I’m certainly not saying he should be sent home and just required to attend counseling sessions. Home obviously wasn’t conducive to his mental health before, and it isn’t likely to be now, plus, as you noted, he’s a danger to others at this point. What I’m objecting to is dealing with this as a criminal case, and an adult criminal case to boot.
This is a child who has in all likelihood spent most of his childhoood to date in severely dysfunctional homes, and has one or more mental disorders as a result. At 11, he certainly can’t be held responsible for not removing himself from this situation and getting mental health treatment before he completely lost it. There ought to be some adults held responsible for that failure, but not the kid.
It’s very different when we’re talking about someone 18+ who commits a crime like this, after a vile childhood that did some mental damage. First of all, they DO have the option of getting out of the home and at least requesting mental health treatment (if they get turned down, and then go out and kill somebody, we need to take a long hard look at the mental health professionals who insisted he didn’t need treatment). And perhaps more importantly, when someone has reached adulthood with their head that messed up, correcting the problem at all is a long shot and at best is going to take a very long time. With an eleven year old, there’s a very good chance that spending the next seven years in some of sane setting (perhaps first a secure juvenile mental health facility, and later a well-supervised group home or foster home) will result in a mentally healthy young adult.

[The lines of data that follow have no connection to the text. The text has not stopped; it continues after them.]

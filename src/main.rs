use std::path::PathBuf;
use std::process::ExitCode;

use clap::Parser;
use fyreware::{Config, Playlist};

/// Audio-reactive fireworks.
#[derive(Parser)]
#[command(name = "fyreware")]
#[command(version)]
#[command(about = "Launch fireworks in time with a song")]
struct Cli {
    /// Song file, or a directory to play every song in
    song: Option<PathBuf>,

    /// Directory with posx.jpg .. negz.jpg for the sky
    #[arg(long)]
    sky_dir: Option<PathBuf>,

    /// Seed the launches and star patterns
    #[arg(long)]
    seed: Option<u64>,

    /// Start with the FPS graph hidden
    #[arg(long)]
    no_fps_graph: bool,
}

fn main() -> ExitCode {
    env_logger::Builder::from_env(env_logger::Env::default().default_filter_or("info")).init();

    let cli = Cli::parse();

    let playlist = match &cli.song {
        Some(path) => match Playlist::from_arg(path) {
            Ok(playlist) => playlist,
            Err(e) => {
                log::error!("Could not read {}: {}", path.display(), e);
                return ExitCode::FAILURE;
            }
        },
        None => Playlist::new(),
    };
    if playlist.is_empty() {
        log::warn!("No songs to play");
    }

    let mut config = Config::default();
    if let Some(dir) = cli.sky_dir {
        config = config.with_sky_dir(dir);
    }
    if let Some(seed) = cli.seed {
        config = config.with_seed(seed);
    }
    config.show_fps_graph = !cli.no_fps_graph;

    match fyreware::run(config, playlist) {
        Ok(()) => ExitCode::SUCCESS,
        Err(e) => {
            log::error!("{}", e);
            ExitCode::FAILURE
        }
    }
}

Saddling him with an adult criminal record for something he did when he was eleven closes off many doors to a decent life, meaning that even if he arrives at 18 in excellent mental health and with a meaningful high school diploma, he’s just going to start getting doors slammed in his face and become very angry and frustrated again.
Obviously we don’t know the whole background to this, and of course it’s possible that he’s really a “bad seed” and has had a reasonably sane and stable home life, and it just didn’t do any good. But given the tidbits of info we’ve gotten so far — no mention of his mother, dad living with pregnant girlfriend, pregnant girlfriend’s brother in law apparently having not rung any alarm bells when the kid told him he wanted to kill the girlfriend, and a seven year old stepsister whose reaction to a shotgun blast in her home is to get on the school bus as usual and not say anything to the driver about a problem — just adding it all up, I expect the full picture of what’s been going on in this household is something really appalling.
And add to the evidence of insane household, the fact that the boy’s lawyer is asking for the boy to be released on bail TO HIS FATHER. The lawyer can’t be requesting that without the father’s support, so we’re talking about a father who wants the kid back home, right after the kid blew away his 8 months pregnant stepmother. As I pointed out in an earlier post, if the intention was to have the boy transferred to a mental health facility, no bail would be needed. Plus the father seems to have been totally unaware of his son’s mental instability, since he saw fit to give a him a shotgun as a present quite recently, and allow the boy to have unsupervised access to it. Sounds to me like the father belongs in secure mental institution.